(Saved data entries)
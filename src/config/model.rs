//! Configuration document model
//!
//! Two independently persisted documents: [`PersistentConfig`] is machine-wide
//! (shared by every user of the host), [`UserConfig`] is per-user. Field names
//! on the wire stay camelCase to match the documents already on disk.

use serde::{Deserialize, Serialize};
use serde_json::Value;

/// Reference to an audio device.
///
/// The numeric `id` is assigned by the OS per session and is only valid as a
/// live handle; matching across enumerations always goes through
/// [`DeviceRef::identity`].
#[derive(Debug, Clone, Serialize, Deserialize, PartialEq)]
#[serde(rename_all = "camelCase")]
pub struct DeviceRef {
    pub name: String,
    pub input_channels: u16,
    pub output_channels: u16,
    pub id: u32,
}

/// Durable equality key for an audio device, independent of the volatile id.
#[derive(Debug, Clone, PartialEq, Eq, Hash)]
pub struct DeviceIdentity {
    pub name: String,
    pub input_channels: u16,
    pub output_channels: u16,
}

impl DeviceRef {
    pub fn identity(&self) -> DeviceIdentity {
        DeviceIdentity {
            name: self.name.clone(),
            input_channels: self.input_channels,
            output_channels: self.output_channels,
        }
    }
}

/// A usable (IPv4, non-loopback) network interface.
///
/// `is_current` is derived at enumeration time and carries no meaning on disk.
#[derive(Debug, Clone, Serialize, Deserialize, PartialEq)]
#[serde(rename_all = "camelCase")]
pub struct InterfaceRef {
    pub name: String,
    pub address: String,
    #[serde(default, skip_serializing_if = "std::ops::Not::not")]
    pub is_current: bool,
}

/// `settings` section of the machine-wide document.
#[derive(Debug, Clone, Serialize, Deserialize, PartialEq)]
#[serde(rename_all = "camelCase", default)]
pub struct PersistentSettings {
    pub buffer_size: u32,
    pub buffer_enabled: bool,
    pub hide_unsupported: bool,
    pub sdp_delete_timeout: u64,
    pub follow_system_audio: bool,
    pub audio_interface: Option<DeviceRef>,
    pub stored_audio_interface: Option<DeviceRef>,
}

impl Default for PersistentSettings {
    fn default() -> Self {
        Self {
            buffer_size: 16,
            buffer_enabled: true,
            hide_unsupported: true,
            sdp_delete_timeout: 300,
            follow_system_audio: true,
            audio_interface: None,
            stored_audio_interface: None,
        }
    }
}

/// `network` section of the machine-wide document.
///
/// Invariant: `current_interface` is either empty or equal to the address of
/// one of `interfaces`. The interface reconciler restores this each tick.
#[derive(Debug, Clone, Default, Serialize, Deserialize, PartialEq)]
#[serde(rename_all = "camelCase", default)]
pub struct NetworkConfig {
    pub interfaces: Vec<InterfaceRef>,
    pub current_interface: String,
}

/// Machine-wide configuration document (`config.json`).
#[derive(Debug, Clone, Default, Serialize, Deserialize, PartialEq)]
#[serde(default)]
pub struct PersistentConfig {
    pub settings: PersistentSettings,
    pub network: NetworkConfig,
    pub devices: Vec<Value>,
    pub favorites: Vec<String>,
}

/// Last-known window bounds, restored at next launch.
#[derive(Debug, Clone, Serialize, Deserialize, PartialEq)]
#[serde(default)]
pub struct WindowState {
    pub width: u32,
    pub height: u32,
    pub x: Option<i32>,
    pub y: Option<i32>,
    pub maximized: bool,
}

impl Default for WindowState {
    fn default() -> Self {
        Self {
            width: 1280,
            height: 800,
            x: None,
            y: None,
            maximized: true,
        }
    }
}

/// `settings` section of the per-user document.
#[derive(Debug, Clone, Default, Serialize, Deserialize, PartialEq)]
#[serde(rename_all = "camelCase", default)]
pub struct UserSettings {
    pub sidebar_collapsed: bool,
    pub window: WindowState,
    pub favorites_order: Vec<String>,
}

/// Per-user configuration document (`user.json`).
#[derive(Debug, Clone, Default, Serialize, Deserialize, PartialEq)]
#[serde(default)]
pub struct UserConfig {
    pub settings: UserSettings,
}

/// Overlay a loaded JSON value onto a defaults value.
///
/// Merge rules, applied per top-level key of `defaults`:
/// - object onto object: merged key-by-key one level (loaded keys win,
///   missing keys keep their default); a non-object where an object is
///   expected keeps the default section,
/// - array fields: replaced wholesale only when the loaded value is itself
///   an array, otherwise the default array is retained,
/// - anything else: the loaded value wins.
///
/// Keys present on disk but absent from the defaults are dropped, so every
/// field of the typed document is guaranteed present after a load.
pub fn merge_into_defaults(defaults: Value, loaded: &Value) -> Value {
    let Value::Object(default_map) = defaults else {
        return defaults;
    };
    let Value::Object(loaded_map) = loaded else {
        return Value::Object(default_map);
    };

    let mut out = serde_json::Map::with_capacity(default_map.len());
    for (key, default_val) in default_map {
        let merged = match (loaded_map.get(&key), default_val) {
            (Some(Value::Object(l)), Value::Object(mut d)) => {
                for (k, v) in l {
                    d.insert(k.clone(), v.clone());
                }
                Value::Object(d)
            }
            (Some(l @ Value::Array(_)), Value::Array(_)) => l.clone(),
            (Some(_), d @ Value::Array(_)) => d,
            (Some(_), d @ Value::Object(_)) => d,
            (Some(l), _) => l.clone(),
            (None, d) => d,
        };
        out.insert(key, merged);
    }
    Value::Object(out)
}

#[cfg(test)]
mod tests {
    use super::*;
    use serde_json::json;

    #[test]
    fn test_defaults_fill_missing_keys() {
        let loaded = json!({ "settings": { "bufferSize": 64 } });
        let defaults = serde_json::to_value(PersistentConfig::default()).unwrap();
        let merged = merge_into_defaults(defaults, &loaded);
        let config: PersistentConfig = serde_json::from_value(merged).unwrap();

        assert_eq!(config.settings.buffer_size, 64);
        assert!(config.settings.buffer_enabled);
        assert_eq!(config.settings.sdp_delete_timeout, 300);
        assert_eq!(config.network.current_interface, "");
        assert!(config.favorites.is_empty());
    }

    #[test]
    fn test_non_array_field_keeps_default_array() {
        let loaded = json!({ "favorites": "corrupt", "devices": [{"foo": 1}] });
        let defaults = serde_json::to_value(PersistentConfig::default()).unwrap();
        let merged = merge_into_defaults(defaults, &loaded);
        let config: PersistentConfig = serde_json::from_value(merged).unwrap();

        assert!(config.favorites.is_empty());
        assert_eq!(config.devices.len(), 1);
    }

    #[test]
    fn test_unknown_top_level_keys_dropped() {
        let loaded = json!({ "bogus": true, "settings": {} });
        let defaults = serde_json::to_value(PersistentConfig::default()).unwrap();
        let merged = merge_into_defaults(defaults, &loaded);

        assert!(merged.get("bogus").is_none());
        assert!(merged.get("settings").is_some());
    }

    #[test]
    fn test_device_identity_ignores_id() {
        let a = DeviceRef {
            name: "Speakers".into(),
            input_channels: 0,
            output_channels: 2,
            id: 3,
        };
        let b = DeviceRef {
            name: "Speakers".into(),
            input_channels: 0,
            output_channels: 2,
            id: 7,
        };
        assert_eq!(a.identity(), b.identity());
        assert_ne!(a, b);
    }

    #[test]
    fn test_wire_names_are_camel_case() {
        let settings = PersistentSettings::default();
        let value = serde_json::to_value(&settings).unwrap();
        assert!(value.get("sdpDeleteTimeout").is_some());
        assert!(value.get("followSystemAudio").is_some());
        assert!(value.get("storedAudioInterface").is_some());
    }
}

Try it>
Retype the data in full, and keep every line identical to the original.

Answer section>
filename src/config/model.rs
//! Configuration document model
//!
//! Two independently persisted documents: [`PersistentConfig`] is machine-wide
//! (shared by every user of the host), [`UserConfig`] is per-user. Field names
//! on the wire stay camelCase to match the documents already on disk.

use serde::{Deserialize, Serialize};
use serde_json::Value;

/// Reference to an audio device.
///
/// The numeric `id` is assigned by the OS per session and is only valid as a
/// live handle; matching across enumerations always goes through
/// [`DeviceRef::identity`].
#[derive(Debug, Clone, Serialize, Deserialize, PartialEq)]
#[serde(rename_all = "camelCase")]
pub struct DeviceRef {
    pub name: String,
    pub input_channels: u16,
    pub output_channels: u16,
    pub id: u32,
}

/// Durable equality key for an audio device, independent of the volatile id.
#[derive(Debug, Clone, PartialEq, Eq, Hash)]
pub struct DeviceIdentity {
    pub name: String,
    pub input_channels: u16,
    pub output_channels: u16,
}

impl DeviceRef {
    pub fn identity(&self) -> DeviceIdentity {
        DeviceIdentity {
            name: self.name.clone(),
            input_channels: self.input_channels,
            output_channels: self.output_channels,
        }
    }
}

/// A usable (IPv4, non-loopback) network interface.
///
/// `is_current` is derived at enumeration time and carries no meaning on disk.
#[derive(Debug, Clone, Serialize, Deserialize, PartialEq)]
#[serde(rename_all = "camelCase")]
pub struct InterfaceRef {
    pub name: String,
    pub address: String,
    #[serde(default, skip_serializing_if = "std::ops::Not::not")]
    pub is_current: bool,
}

/// `settings` section of the machine-wide document.
#[derive(Debug, Clone, Serialize, Deserialize, PartialEq)]
#[serde(rename_all = "camelCase", default)]
pub struct PersistentSettings {
    pub buffer_size: u32,
    pub buffer_enabled: bool,
    pub hide_unsupported: bool,
    pub sdp_delete_timeout: u64,
    pub follow_system_audio: bool,
    pub audio_interface: Option<DeviceRef>,
    pub stored_audio_interface: Option<DeviceRef>,
}

impl Default for PersistentSettings {
    fn default() -> Self {
        Self {
            buffer_size: 16,
            buffer_enabled: true,
            hide_unsupported: true,
            sdp_delete_timeout: 300,
            follow_system_audio: true,
            audio_interface: None,
            stored_audio_interface: None,
        }
    }
}

/// `network` section of the machine-wide document.
///
/// Invariant: `current_interface` is either empty or equal to the address of
/// one of `interfaces`. The interface reconciler restores this each tick.
#[derive(Debug, Clone, Default, Serialize, Deserialize, PartialEq)]
#[serde(rename_all = "camelCase", default)]
pub struct NetworkConfig {
    pub interfaces: Vec<InterfaceRef>,
    pub current_interface: String,
}

/// Machine-wide configuration document (`config.json`).
#[derive(Debug, Clone, Default, Serialize, Deserialize, PartialEq)]
#[serde(default)]
pub struct PersistentConfig {
    pub settings: PersistentSettings,
    pub network: NetworkConfig,
    pub devices: Vec<Value>,
    pub favorites: Vec<String>,
}

/// Last-known window bounds, restored at next launch.
#[derive(Debug, Clone, Serialize, Deserialize, PartialEq)]
#[serde(default)]
pub struct WindowState {
    pub width: u32,
    pub height: u32,
    pub x: Option<i32>,
    pub y: Option<i32>,
    pub maximized: bool,
}

impl Default for WindowState {
    fn default() -> Self {
        Self {
            width: 1280,
            height: 800,
            x: None,
            y: None,
            maximized: true,
        }
    }
}

/// `settings` section of the per-user document.
#[derive(Debug, Clone, Default, Serialize, Deserialize, PartialEq)]
#[serde(rename_all = "camelCase", default)]
pub struct UserSettings {
    pub sidebar_collapsed: bool,
    pub window: WindowState,
    pub favorites_order: Vec<String>,
}

/// Per-user configuration document (`user.json`).
#[derive(Debug, Clone, Default, Serialize, Deserialize, PartialEq)]
#[serde(default)]
pub struct UserConfig {
    pub settings: UserSettings,
}

/// Overlay a loaded JSON value onto a defaults value.
///
/// Merge rules, applied per top-level key of `defaults`:
/// - object onto object: merged key-by-key one level (loaded keys win,
///   missing keys keep their default); a non-object where an object is
///   expected keeps the default section,
/// - array fields: replaced wholesale only when the loaded value is itself
///   an array, otherwise the default array is retained,
/// - anything else: the loaded value wins.
///
/// Keys present on disk but absent from the defaults are dropped, so every
/// field of the typed document is guaranteed present after a load.
pub fn merge_into_defaults(defaults: Value, loaded: &Value) -> Value {
    let Value::Object(default_map) = defaults else {
        return defaults;
    };
    let Value::Object(loaded_map) = loaded else {
        return Value::Object(default_map);
    };

    let mut out = serde_json::Map::with_capacity(default_map.len());
    for (key, default_val) in default_map {
        let merged = match (loaded_map.get(&key), default_val) {
            (Some(Value::Object(l)), Value::Object(mut d)) => {
                for (k, v) in l {
                    d.insert(k.clone(), v.clone());
                }
                Value::Object(d)
            }
            (Some(l @ Value::Array(_)), Value::Array(_)) => l.clone(),
            (Some(_), d @ Value::Array(_)) => d,
            (Some(_), d @ Value::Object(_)) => d,
            (Some(l), _) => l.clone(),
            (None, d) => d,
        };
        out.insert(key, merged);
    }
    Value::Object(out)
}

#[cfg(test)]
mod tests {
    use super::*;
    use serde_json::json;

    #[test]
    fn test_defaults_fill_missing_keys() {
        let loaded = json!({ "settings": { "bufferSize": 64 } });
        let defaults = serde_json::to_value(PersistentConfig::default()).unwrap();
        let merged = merge_into_defaults(defaults, &loaded);
        let config: PersistentConfig = serde_json::from_value(merged).unwrap();

        assert_eq!(config.settings.buffer_size, 64);
        assert!(config.settings.buffer_enabled);
        assert_eq!(config.settings.sdp_delete_timeout, 300);
        assert_eq!(config.network.current_interface, "");
        assert!(config.favorites.is_empty());
    }

    #[test]
    fn test_non_array_field_keeps_default_array() {
        let loaded = json!({ "favorites": "corrupt", "devices": [{"foo": 1}] });
        let defaults = serde_json::to_value(PersistentConfig::default()).unwrap();
        let merged = merge_into_defaults(defaults, &loaded);
        let config: PersistentConfig = serde_json::from_value(merged).unwrap();

        assert!(config.favorites.is_empty());
        assert_eq!(config.devices.len(), 1);
    }

    #[test]
    fn test_unknown_top_level_keys_dropped() {
        let loaded = json!({ "bogus": true, "settings": {} });
        let defaults = serde_json::to_value(PersistentConfig::default()).unwrap();
        let merged = merge_into_defaults(defaults, &loaded);

        assert!(merged.get("bogus").is_none());
        assert!(merged.get("settings").is_some());
    }

    #[test]
    fn test_device_identity_ignores_id() {
        let a = DeviceRef {
            name: "Speakers".into(),
            input_channels: 0,
            output_channels: 2,
            id: 3,
        };
        let b = DeviceRef {
            name: "Speakers".into(),
            input_channels: 0,
            output_channels: 2,
            id: 7,
        };
        assert_eq!(a.identity(), b.identity());
        assert_ne!(a, b);
    }

    #[test]
    fn test_wire_names_are_camel_case() {
        let settings = PersistentSettings::default();
        let value = serde_json::to_value(&settings).unwrap();
        assert!(value.get("sdpDeleteTimeout").is_some());
        assert!(value.get("followSystemAudio").is_some());
        assert!(value.get("storedAudioInterface").is_some());
    }
}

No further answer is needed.